An option gives its buyer the right, but not the obligation, to buy (call option) or sell (put option) an underlying asset at a specified strike price on or before the expiration date. The option seller (writer) receives a premium upfront and bears the obligation to transact if the buyer exercises. Options have asymmetric payoff profiles: the buyer's maximum loss is the premium paid, while potential gains can be large; the seller's maximum gain is the premium, with potentially large losses. Options serve two broad functions: speculation (leveraged directional bets) and hedging (insuring against adverse price movements in an existing position).

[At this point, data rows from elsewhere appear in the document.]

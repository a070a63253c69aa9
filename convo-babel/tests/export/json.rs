use crate::common::load_fixture;
use convo_babel::format::ParseOptions;
use convo_babel::{ExportError, Exporter, Transcript, Turn};
use insta::assert_snapshot;
use std::collections::HashMap;

const GREETING_PAGE: &str = r#"<html><head><link rel="canonical" href="https://gemini.google.com/share/greeting"></head><body>
<div class="share-title-section"><h1>Greeting test</h1></div>
<share-turn-viewer>
  <user-query><div class="query-text">Hello</div></user-query>
  <response-container><message-content><div class="markdown"><p>Hi <b>there</b></p></div></message-content></response-container>
</share-turn-viewer>
</body></html>"#;

fn export_json(source: &str) -> Result<String, ExportError> {
    let artifact = Exporter::new().convert(
        source,
        "html",
        &ParseOptions::default(),
        "json",
        &HashMap::new(),
    )?;
    Ok(String::from_utf8(artifact.bytes).unwrap())
}

#[test]
fn greeting_page_exports_plain_text_content() {
    let json = export_json(GREETING_PAGE).unwrap();
    assert_snapshot!(json, @r###"
    {
      "title": "Greeting_test",
      "url": "https://gemini.google.com/share/greeting",
      "messages": [
        {
          "role": "user",
          "content": "Hello"
        },
        {
          "role": "assistant",
          "content": "Hi there"
        }
      ]
    }
    "###);
}

#[test]
fn fixture_page_exports_all_turns_in_order() {
    let json = export_json(&load_fixture("export", "share.html")).unwrap();
    let value: serde_json::Value = serde_json::from_str(&json).unwrap();

    assert_eq!(value["title"], "Sorting_in_Rust_stable_vs._unstable_");
    assert_eq!(
        value["url"],
        "https://gemini.google.com/share/5f2c1a9e0b7d"
    );

    let messages = value["messages"].as_array().unwrap();
    let roles: Vec<&str> = messages
        .iter()
        .map(|m| m["role"].as_str().unwrap())
        .collect();
    assert_eq!(roles, vec!["user", "assistant", "user", "assistant"]);
    assert_eq!(
        messages[0]["content"],
        "What is the difference between sort and sort_unstable?"
    );
    let answer = messages[1]["content"].as_str().unwrap();
    assert!(answer.starts_with("Short answer"), "got: {answer}");
    assert!(answer.contains("v.sort_unstable();"));
    assert!(!answer.contains('<'));
    assert_eq!(messages[3]["content"], "You're welcome.");
}

#[test]
fn content_matches_turn_text_byte_for_byte() {
    let turns = vec![
        Turn::user("  leading spaces\nand a second line\t"),
        Turn::assistant("**not** rendered, just *copied*", None),
        Turn::user("caf\u{00e9} \u{1f980} \"quoted\" \\ backslash"),
    ];
    let transcript = Transcript {
        title: "t".to_string(),
        url: String::new(),
        turns: turns.clone(),
    };

    let artifact = Exporter::new()
        .export(&transcript, "json", &HashMap::new())
        .unwrap();
    let value: serde_json::Value = serde_json::from_slice(&artifact.bytes).unwrap();
    for (message, turn) in value["messages"].as_array().unwrap().iter().zip(&turns) {
        assert_eq!(message["content"].as_str().unwrap(), turn.text);
    }
}

#[test]
fn page_without_conversation_produces_no_artifact() {
    let result = export_json("<html><body><p>Sign in to continue</p></body></html>");
    assert!(matches!(result, Err(ExportError::ExtractionEmpty)));
}

#[test]
fn artifact_written_to_directory() {
    let dir = tempfile::tempdir().unwrap();
    let artifact = Exporter::new()
        .convert(
            GREETING_PAGE,
            "html",
            &ParseOptions::default(),
            "json",
            &HashMap::new(),
        )
        .unwrap();
    let path = artifact.write_to(dir.path()).unwrap();

    let name = path.file_name().unwrap().to_str().unwrap();
    assert!(name.starts_with("Greeting_test_"));
    assert!(name.ends_with(".json"));
    assert_eq!(std::fs::read(&path).unwrap(), artifact.bytes);
}
//! Read-only helpers over an html5ever DOM
//!
//! The extractor and the HTML → markdown normalizer both walk a parsed share
//! page. Parsing goes through `html5ever` into a `markup5ever_rcdom` tree; this
//! module adds the small set of queries they need on top of it:
//!
//! - element name, attribute and class lookups
//! - document-order traversal
//! - `innerText`-like visible text and `innerHTML`-like serialization
//! - descendant CSS selectors (see [`selector`])

pub mod selector;

use html5ever::serialize::{serialize, SerializeOpts, TraversalScope};
use html5ever::tendril::TendrilSink;
use html5ever::{parse_document, ParseOpts};
use markup5ever_rcdom::{Handle, NodeData, RcDom, SerializableHandle};
use std::ops::Range;

pub use selector::{Selector, SelectorError};

/// Elements whose text never shows up in rendered output.
const HIDDEN_ELEMENTS: &[&str] = &["script", "style", "template", "noscript", "head"];

/// Elements that start on their own line.
const BLOCK_ELEMENTS: &[&str] = &[
    "address", "article", "aside", "blockquote", "dd", "div", "dl", "dt", "figcaption", "figure",
    "footer", "form", "header", "hr", "li", "main", "nav", "ol", "pre", "section", "table",
    "tbody", "thead", "tfoot", "tr", "ul",
];

/// Elements separated from their neighbours by a blank line.
const PARAGRAPH_ELEMENTS: &[&str] = &["p", "h1", "h2", "h3", "h4", "h5", "h6"];

/// Parse a complete HTML document. html5ever recovers from any malformed input.
pub fn parse_html(html: &str) -> RcDom {
    parse_document(RcDom::default(), ParseOpts::default()).one(html)
}

/// Lowercase local name of an element node.
pub fn element_name(handle: &Handle) -> Option<String> {
    match &handle.data {
        NodeData::Element { name, .. } => Some(name.local.to_string()),
        _ => None,
    }
}

pub fn is_element(handle: &Handle, tag: &str) -> bool {
    match &handle.data {
        NodeData::Element { name, .. } => &*name.local == tag,
        _ => false,
    }
}

/// Value of the named attribute, if present.
pub fn attr(handle: &Handle, attr_name: &str) -> Option<String> {
    match &handle.data {
        NodeData::Element { attrs, .. } => attrs
            .borrow()
            .iter()
            .find(|a| &*a.name.local == attr_name)
            .map(|a| a.value.to_string()),
        _ => None,
    }
}

pub fn classes(handle: &Handle) -> Vec<String> {
    attr(handle, "class")
        .map(|value| value.split_whitespace().map(str::to_string).collect())
        .unwrap_or_default()
}

pub fn children(handle: &Handle) -> Vec<Handle> {
    handle.children.borrow().iter().cloned().collect()
}

/// All element descendants of `handle` in document order, excluding itself.
pub fn descendant_elements(handle: &Handle) -> Vec<Handle> {
    let mut out = Vec::new();
    collect_elements(handle, &mut out);
    out
}

fn collect_elements(handle: &Handle, out: &mut Vec<Handle>) {
    for child in handle.children.borrow().iter() {
        if matches!(child.data, NodeData::Element { .. }) {
            out.push(child.clone());
        }
        collect_elements(child, out);
    }
}

/// Concatenated text of all descendant text nodes, untouched (`textContent`).
pub fn text_content(handle: &Handle) -> String {
    let mut out = String::new();
    push_text_content(handle, &mut out);
    out
}

fn push_text_content(handle: &Handle, out: &mut String) {
    for child in handle.children.borrow().iter() {
        match &child.data {
            NodeData::Text { contents } => out.push_str(&contents.borrow()),
            NodeData::Element { .. } => push_text_content(child, out),
            _ => {}
        }
    }
}

/// Visible text of an element, approximating the browser's `innerText`.
///
/// Whitespace collapses outside `<pre>`, `<br>` and block boundaries become
/// line breaks, paragraphs and headings are separated by a blank line, and
/// table cells are tab separated. The result is trimmed.
pub fn inner_text(handle: &Handle) -> String {
    let mut collector = TextCollector::default();
    for child in handle.children.borrow().iter() {
        collect_text(child, false, &mut collector);
    }
    collector.finish()
}

fn collect_text(handle: &Handle, preformatted: bool, collector: &mut TextCollector) {
    match &handle.data {
        NodeData::Text { contents } => collector.push_text(&contents.borrow(), preformatted),
        NodeData::Element { name, .. } => {
            let tag = &*name.local;
            if HIDDEN_ELEMENTS.contains(&tag) {
                return;
            }
            if tag == "br" {
                collector.push_line_break();
                return;
            }

            let breaks = if PARAGRAPH_ELEMENTS.contains(&tag) {
                2
            } else if BLOCK_ELEMENTS.contains(&tag) {
                1
            } else {
                0
            };
            if matches!(tag, "td" | "th") {
                collector.push_cell_separator();
            }

            collector.request_breaks(breaks);
            let preformatted = preformatted || tag == "pre";
            for child in handle.children.borrow().iter() {
                collect_text(child, preformatted, collector);
            }
            collector.request_breaks(breaks);
        }
        NodeData::Document => {
            for child in handle.children.borrow().iter() {
                collect_text(child, preformatted, collector);
            }
        }
        _ => {}
    }
}

#[derive(Default)]
struct TextCollector {
    out: String,
    pending_breaks: usize,
    /// Byte ranges of `out` copied verbatim from `<pre>` text.
    preformatted: Vec<Range<usize>>,
}

impl TextCollector {
    fn request_breaks(&mut self, count: usize) {
        self.pending_breaks = self.pending_breaks.max(count);
    }

    fn at_line_start(&self) -> bool {
        self.out.is_empty() || self.out.ends_with('\n')
    }

    fn is_preformatted(&self, index: usize) -> bool {
        self.preformatted.iter().any(|range| range.contains(&index))
    }

    /// Trailing spaces are dropped, except those inside preformatted text.
    fn trim_trailing_spaces(&mut self) {
        let protected = self.preformatted.last().map_or(0, |range| range.end);
        let trimmed = self.out.trim_end_matches([' ', '\t']).len().max(protected);
        self.out.truncate(trimmed);
    }

    fn flush_breaks(&mut self) {
        if self.pending_breaks > 0 && !self.out.is_empty() {
            self.trim_trailing_spaces();
            let existing = self.out.len() - self.out.trim_end_matches('\n').len();
            for _ in existing..self.pending_breaks {
                self.out.push('\n');
            }
        }
        self.pending_breaks = 0;
    }

    fn push_line_break(&mut self) {
        self.flush_breaks();
        self.trim_trailing_spaces();
        self.out.push('\n');
    }

    fn push_cell_separator(&mut self) {
        if self.pending_breaks == 0 && !self.at_line_start() {
            self.trim_trailing_spaces();
            self.out.push('\t');
        }
    }

    fn push_text(&mut self, text: &str, preformatted: bool) {
        if preformatted {
            if !text.is_empty() {
                self.flush_breaks();
                let start = self.out.len();
                self.out.push_str(text);
                self.preformatted.push(start..self.out.len());
            }
            return;
        }

        let mut collapsed = String::with_capacity(text.len());
        let mut previous_space = false;
        for c in text.chars() {
            if c.is_whitespace() {
                if !previous_space {
                    collapsed.push(' ');
                }
                previous_space = true;
            } else {
                collapsed.push(c);
                previous_space = false;
            }
        }

        if collapsed.trim().is_empty() {
            if !collapsed.is_empty()
                && self.pending_breaks == 0
                && !self.at_line_start()
                && !self.out.ends_with([' ', '\t'])
            {
                self.out.push(' ');
            }
            return;
        }

        self.flush_breaks();
        let piece = if self.at_line_start() || self.out.ends_with([' ', '\t']) {
            collapsed.trim_start()
        } else {
            collapsed.as_str()
        };
        self.out.push_str(piece);
    }

    /// Cap blank-line runs at one and trim line ends, leaving preformatted
    /// lines and the line breaks between them as they were.
    fn finish(self) -> String {
        let mut result = String::with_capacity(self.out.len());
        let mut newline_run = 0;
        let mut verbatim_gap = false;
        let mut start = 0;
        for raw in self.out.split('\n') {
            if start > 0 {
                newline_run += 1;
                verbatim_gap |= self.is_preformatted(start - 1);
            }
            let end = start + raw.len();
            let line = if end > start && self.is_preformatted(end - 1) {
                raw
            } else {
                raw.trim_end_matches([' ', '\t'])
            };
            start = end + 1;

            if line.is_empty() {
                continue;
            }
            if !result.is_empty() {
                let breaks = if verbatim_gap {
                    newline_run
                } else {
                    newline_run.clamp(1, 2)
                };
                result.extend(std::iter::repeat('\n').take(breaks));
            }
            newline_run = 0;
            verbatim_gap = false;
            result.push_str(line);
        }
        result
    }
}

/// Serialize the children of `handle`, like the browser's `innerHTML`.
pub fn inner_html(handle: &Handle) -> std::io::Result<String> {
    let mut output = Vec::new();
    let opts = SerializeOpts {
        traversal_scope: TraversalScope::ChildrenOnly(None),
        ..Default::default()
    };
    let serializable = SerializableHandle::from(handle.clone());
    serialize(&mut output, &serializable, opts)?;
    String::from_utf8(output).map_err(|e| std::io::Error::new(std::io::ErrorKind::InvalidData, e))
}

Draw payoff diagrams at expiration for four basic positions — long call, long put, short call, short put — and confirm the maximum profit, maximum loss, and break-even for each. Explore simple multi-leg strategies like the protective put (stock + long put) and covered call (stock + short call).
From your study of the risk-return tradeoff, you know that every asset has a probability distribution of future payoffs, and investors accept more risk only in exchange for higher expected returns. Standard assets like stocks and bonds have approximately symmetric payoff profiles — if the market moves against you, you lose proportionally. Options introduce something fundamentally different: asymmetric payoffs, where the relationship between the underlying asset's price and your profit and loss is kinked rather than linear. This asymmetry is both the source of options' power and the reason they require careful conceptual grounding.
A call option gives its buyer the right, but not the obligation, to purchase the underlying asset at a predetermined strike price (K) on or before the expiration date. The buyer pays a premium upfront for this right. At expiration, the call's payoff is max(S − K, 0), where S is the asset's current price. If the stock rises to $120 and the strike is $100, the call is worth $20 (the buyer can buy at $100 and immediately sell at $120). If the stock falls to $80, the call expires worthless — the buyer simply loses the premium they paid and exercises no obligation. This is the defining feature: the buyer's downside is capped at the premium, while the upside tracks the asset's price gain above the strike.
A put option is the mirror image: the right to sell the underlying at the strike price. Its payoff at expiration is max(K − S, 0). If you own a stock trading at $80 and you hold a put with a strike of $100, you can sell at $100 even though the market price is $80 — a $20 gain on the put, which offsets part of your stock loss. This is exactly how put options function as insurance: you pay the premium (like an insurance premium) and collect the payoff if disaster strikes (the price falls). A protective put — holding the stock plus a long put — creates a portfolio with a floor on losses. A covered call — holding the stock plus writing (selling) a call — generates premium income in exchange for capping upside if the stock rallies sharply.
The four basic positions — long call, long put, short call, short put — have distinct payoff profiles at expiration that form the building blocks of all options strategies. Long positions (buying options) give you the kinked hockey-stick payoff: flat below or above the strike, then rising. Short positions (writing options) are the mirror image — you collect the premium upfront and face potential obligations that can be large. A short call (selling a call without owning the underlying) has theoretically unlimited risk if the asset price surges, because you must deliver shares at a price below market. A short put has risk limited only by the asset price falling to zero. This asymmetry explains why options markets require margins from sellers. Before expiration, an option's market value also includes time value — the extra premium beyond intrinsic value (max(S−K,0) for calls) that reflects the probability of favorable price movements before expiry. As expiration approaches, time value decays — a phenomenon that is central to options pricing and explored fully in the Black-Scholes model you'll encounter next.